_Description of the task_
Filter out all lines without the word "Result" from the data below, please, and copy the rest.

Data entries
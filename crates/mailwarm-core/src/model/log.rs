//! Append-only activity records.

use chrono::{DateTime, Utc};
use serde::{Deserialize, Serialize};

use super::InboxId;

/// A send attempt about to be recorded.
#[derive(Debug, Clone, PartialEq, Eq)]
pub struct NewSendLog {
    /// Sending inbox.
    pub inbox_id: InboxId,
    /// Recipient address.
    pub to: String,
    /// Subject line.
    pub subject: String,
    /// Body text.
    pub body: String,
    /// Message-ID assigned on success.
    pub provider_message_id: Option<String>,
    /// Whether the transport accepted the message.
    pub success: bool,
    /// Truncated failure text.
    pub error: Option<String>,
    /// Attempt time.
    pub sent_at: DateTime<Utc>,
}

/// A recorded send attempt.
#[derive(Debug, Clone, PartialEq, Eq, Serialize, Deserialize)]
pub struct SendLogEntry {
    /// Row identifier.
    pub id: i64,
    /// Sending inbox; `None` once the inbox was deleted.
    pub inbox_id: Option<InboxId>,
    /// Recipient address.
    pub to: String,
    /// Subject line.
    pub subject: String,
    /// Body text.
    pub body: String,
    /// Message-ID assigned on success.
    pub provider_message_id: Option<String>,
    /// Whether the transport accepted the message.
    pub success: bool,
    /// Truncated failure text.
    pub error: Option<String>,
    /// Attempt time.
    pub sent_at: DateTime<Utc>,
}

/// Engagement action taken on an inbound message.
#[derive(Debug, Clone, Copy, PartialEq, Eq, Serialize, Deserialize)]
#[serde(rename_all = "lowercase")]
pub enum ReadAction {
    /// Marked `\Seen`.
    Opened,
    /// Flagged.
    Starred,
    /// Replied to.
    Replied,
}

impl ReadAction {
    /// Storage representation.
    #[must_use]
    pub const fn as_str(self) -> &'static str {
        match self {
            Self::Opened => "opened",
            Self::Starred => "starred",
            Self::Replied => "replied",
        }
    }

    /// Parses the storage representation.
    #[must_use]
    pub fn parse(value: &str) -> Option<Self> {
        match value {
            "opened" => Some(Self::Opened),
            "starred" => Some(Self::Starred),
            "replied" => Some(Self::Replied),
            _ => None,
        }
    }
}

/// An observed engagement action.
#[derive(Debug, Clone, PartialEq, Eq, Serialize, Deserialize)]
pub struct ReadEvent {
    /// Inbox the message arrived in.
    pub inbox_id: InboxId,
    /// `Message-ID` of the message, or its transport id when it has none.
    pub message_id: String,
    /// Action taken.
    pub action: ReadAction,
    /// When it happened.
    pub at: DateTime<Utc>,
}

---

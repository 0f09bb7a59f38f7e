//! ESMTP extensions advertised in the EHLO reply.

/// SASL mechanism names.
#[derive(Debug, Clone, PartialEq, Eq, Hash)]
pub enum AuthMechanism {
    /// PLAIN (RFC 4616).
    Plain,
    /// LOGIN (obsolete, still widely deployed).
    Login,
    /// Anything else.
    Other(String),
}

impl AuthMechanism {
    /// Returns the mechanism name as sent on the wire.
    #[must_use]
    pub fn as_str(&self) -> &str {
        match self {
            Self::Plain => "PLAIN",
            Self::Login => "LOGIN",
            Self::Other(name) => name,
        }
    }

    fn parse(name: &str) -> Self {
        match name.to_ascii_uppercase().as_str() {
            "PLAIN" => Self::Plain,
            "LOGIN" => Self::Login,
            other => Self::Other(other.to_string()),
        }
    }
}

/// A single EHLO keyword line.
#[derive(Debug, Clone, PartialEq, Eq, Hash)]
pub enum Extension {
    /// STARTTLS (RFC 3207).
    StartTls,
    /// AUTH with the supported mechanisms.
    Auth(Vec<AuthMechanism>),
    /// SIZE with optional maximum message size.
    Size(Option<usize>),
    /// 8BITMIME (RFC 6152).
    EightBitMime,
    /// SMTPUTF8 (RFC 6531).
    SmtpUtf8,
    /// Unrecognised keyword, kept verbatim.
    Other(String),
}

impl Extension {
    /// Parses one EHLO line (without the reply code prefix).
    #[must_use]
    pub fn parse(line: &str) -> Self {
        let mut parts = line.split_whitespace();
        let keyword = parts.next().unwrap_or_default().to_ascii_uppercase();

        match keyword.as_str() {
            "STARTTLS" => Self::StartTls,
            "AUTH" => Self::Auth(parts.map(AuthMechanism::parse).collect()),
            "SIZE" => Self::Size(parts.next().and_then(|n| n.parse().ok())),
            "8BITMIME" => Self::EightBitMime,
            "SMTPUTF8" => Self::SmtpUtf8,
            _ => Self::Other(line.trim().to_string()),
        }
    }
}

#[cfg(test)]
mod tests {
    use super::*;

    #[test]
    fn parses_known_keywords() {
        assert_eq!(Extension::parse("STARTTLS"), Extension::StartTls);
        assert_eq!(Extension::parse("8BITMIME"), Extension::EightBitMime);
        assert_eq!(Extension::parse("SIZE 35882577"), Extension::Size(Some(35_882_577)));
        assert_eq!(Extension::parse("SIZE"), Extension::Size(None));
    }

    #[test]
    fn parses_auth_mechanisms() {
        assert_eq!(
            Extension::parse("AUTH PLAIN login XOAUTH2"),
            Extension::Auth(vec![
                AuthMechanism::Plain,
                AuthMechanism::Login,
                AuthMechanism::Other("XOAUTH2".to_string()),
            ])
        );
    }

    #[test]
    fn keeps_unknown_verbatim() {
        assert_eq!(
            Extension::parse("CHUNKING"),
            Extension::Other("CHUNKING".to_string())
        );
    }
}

---

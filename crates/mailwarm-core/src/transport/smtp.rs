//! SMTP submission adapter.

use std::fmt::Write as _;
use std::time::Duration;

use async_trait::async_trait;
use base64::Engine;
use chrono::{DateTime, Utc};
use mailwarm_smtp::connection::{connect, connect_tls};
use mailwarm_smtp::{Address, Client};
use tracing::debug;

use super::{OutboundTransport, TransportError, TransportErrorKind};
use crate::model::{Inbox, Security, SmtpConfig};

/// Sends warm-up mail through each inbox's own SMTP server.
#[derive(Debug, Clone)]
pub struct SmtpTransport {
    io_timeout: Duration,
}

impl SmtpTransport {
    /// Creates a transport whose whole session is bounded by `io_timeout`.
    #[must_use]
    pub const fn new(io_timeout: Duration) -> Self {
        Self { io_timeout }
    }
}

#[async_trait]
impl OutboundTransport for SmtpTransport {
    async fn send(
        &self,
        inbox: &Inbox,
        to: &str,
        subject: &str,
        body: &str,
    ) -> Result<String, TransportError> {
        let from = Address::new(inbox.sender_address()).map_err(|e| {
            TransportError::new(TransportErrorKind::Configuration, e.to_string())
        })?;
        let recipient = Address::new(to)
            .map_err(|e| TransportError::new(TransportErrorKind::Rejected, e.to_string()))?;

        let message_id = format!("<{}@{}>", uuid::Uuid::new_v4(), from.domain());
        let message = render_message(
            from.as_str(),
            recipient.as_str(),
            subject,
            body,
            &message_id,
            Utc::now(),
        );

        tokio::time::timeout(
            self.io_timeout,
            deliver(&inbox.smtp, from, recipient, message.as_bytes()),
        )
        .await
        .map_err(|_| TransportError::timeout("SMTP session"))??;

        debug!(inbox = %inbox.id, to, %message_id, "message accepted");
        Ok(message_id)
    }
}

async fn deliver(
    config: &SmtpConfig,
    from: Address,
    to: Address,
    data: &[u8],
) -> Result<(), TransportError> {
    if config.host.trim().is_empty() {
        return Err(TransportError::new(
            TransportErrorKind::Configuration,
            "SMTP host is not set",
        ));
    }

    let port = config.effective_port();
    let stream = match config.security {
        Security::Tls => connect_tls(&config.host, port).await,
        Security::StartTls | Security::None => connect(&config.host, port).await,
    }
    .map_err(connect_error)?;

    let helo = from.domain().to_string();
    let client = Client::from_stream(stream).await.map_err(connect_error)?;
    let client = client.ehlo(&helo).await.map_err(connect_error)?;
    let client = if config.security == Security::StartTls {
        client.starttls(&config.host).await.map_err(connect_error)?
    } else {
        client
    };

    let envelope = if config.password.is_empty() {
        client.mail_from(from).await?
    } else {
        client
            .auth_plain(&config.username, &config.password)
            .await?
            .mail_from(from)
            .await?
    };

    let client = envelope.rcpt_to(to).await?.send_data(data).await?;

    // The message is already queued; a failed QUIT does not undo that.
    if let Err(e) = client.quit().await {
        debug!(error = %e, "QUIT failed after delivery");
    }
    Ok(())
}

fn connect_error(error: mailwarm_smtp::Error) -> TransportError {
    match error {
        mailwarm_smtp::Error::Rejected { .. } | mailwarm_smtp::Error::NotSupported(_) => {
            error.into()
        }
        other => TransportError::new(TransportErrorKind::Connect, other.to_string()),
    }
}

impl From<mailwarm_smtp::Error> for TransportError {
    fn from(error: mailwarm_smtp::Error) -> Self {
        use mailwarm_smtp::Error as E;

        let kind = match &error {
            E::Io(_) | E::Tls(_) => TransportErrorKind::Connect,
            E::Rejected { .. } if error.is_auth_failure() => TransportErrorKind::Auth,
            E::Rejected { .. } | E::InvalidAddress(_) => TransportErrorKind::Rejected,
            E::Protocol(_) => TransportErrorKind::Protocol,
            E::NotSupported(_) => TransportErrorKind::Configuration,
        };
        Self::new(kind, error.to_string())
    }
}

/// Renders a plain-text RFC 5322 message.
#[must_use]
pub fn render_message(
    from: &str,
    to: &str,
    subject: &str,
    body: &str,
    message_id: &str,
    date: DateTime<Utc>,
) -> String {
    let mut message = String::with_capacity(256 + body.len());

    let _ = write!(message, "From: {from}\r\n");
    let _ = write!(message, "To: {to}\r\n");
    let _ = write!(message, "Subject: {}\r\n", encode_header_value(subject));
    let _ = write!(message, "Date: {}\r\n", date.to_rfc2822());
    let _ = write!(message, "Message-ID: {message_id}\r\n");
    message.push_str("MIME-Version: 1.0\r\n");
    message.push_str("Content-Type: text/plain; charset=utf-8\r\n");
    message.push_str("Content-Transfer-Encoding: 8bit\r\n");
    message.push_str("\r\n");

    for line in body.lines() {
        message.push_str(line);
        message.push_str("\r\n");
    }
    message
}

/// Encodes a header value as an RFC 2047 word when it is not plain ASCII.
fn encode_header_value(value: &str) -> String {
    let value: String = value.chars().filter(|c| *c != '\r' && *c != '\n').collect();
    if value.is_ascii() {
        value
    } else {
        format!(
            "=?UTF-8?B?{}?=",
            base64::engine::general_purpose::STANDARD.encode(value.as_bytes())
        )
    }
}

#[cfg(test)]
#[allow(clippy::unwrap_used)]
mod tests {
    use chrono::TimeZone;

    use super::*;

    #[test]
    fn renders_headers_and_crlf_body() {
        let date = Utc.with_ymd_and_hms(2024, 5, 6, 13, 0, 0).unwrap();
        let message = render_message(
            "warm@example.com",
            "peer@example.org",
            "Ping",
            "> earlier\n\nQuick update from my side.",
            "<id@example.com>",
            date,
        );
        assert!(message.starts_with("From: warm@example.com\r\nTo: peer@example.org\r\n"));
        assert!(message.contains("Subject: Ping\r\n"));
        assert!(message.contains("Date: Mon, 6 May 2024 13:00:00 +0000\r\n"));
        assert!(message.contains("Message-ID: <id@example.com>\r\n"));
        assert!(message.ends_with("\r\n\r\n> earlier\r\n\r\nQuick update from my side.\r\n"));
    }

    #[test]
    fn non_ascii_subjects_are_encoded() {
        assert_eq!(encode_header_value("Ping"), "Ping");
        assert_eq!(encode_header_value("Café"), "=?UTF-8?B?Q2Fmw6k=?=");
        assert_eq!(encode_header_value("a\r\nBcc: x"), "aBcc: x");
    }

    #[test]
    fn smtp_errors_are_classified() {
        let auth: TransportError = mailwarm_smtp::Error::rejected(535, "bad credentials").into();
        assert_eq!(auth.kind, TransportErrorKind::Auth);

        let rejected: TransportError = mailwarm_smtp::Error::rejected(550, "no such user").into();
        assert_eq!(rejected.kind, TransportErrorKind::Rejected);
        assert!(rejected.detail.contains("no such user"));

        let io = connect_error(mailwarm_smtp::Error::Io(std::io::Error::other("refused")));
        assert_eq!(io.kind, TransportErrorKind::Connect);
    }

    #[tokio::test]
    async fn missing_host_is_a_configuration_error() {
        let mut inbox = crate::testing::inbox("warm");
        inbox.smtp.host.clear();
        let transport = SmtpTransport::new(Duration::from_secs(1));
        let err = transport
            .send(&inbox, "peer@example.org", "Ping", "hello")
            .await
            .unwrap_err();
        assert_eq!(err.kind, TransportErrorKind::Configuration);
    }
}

_Written response_
    ) -> Result<String, TransportError> {
) -> Result<(), TransportError> {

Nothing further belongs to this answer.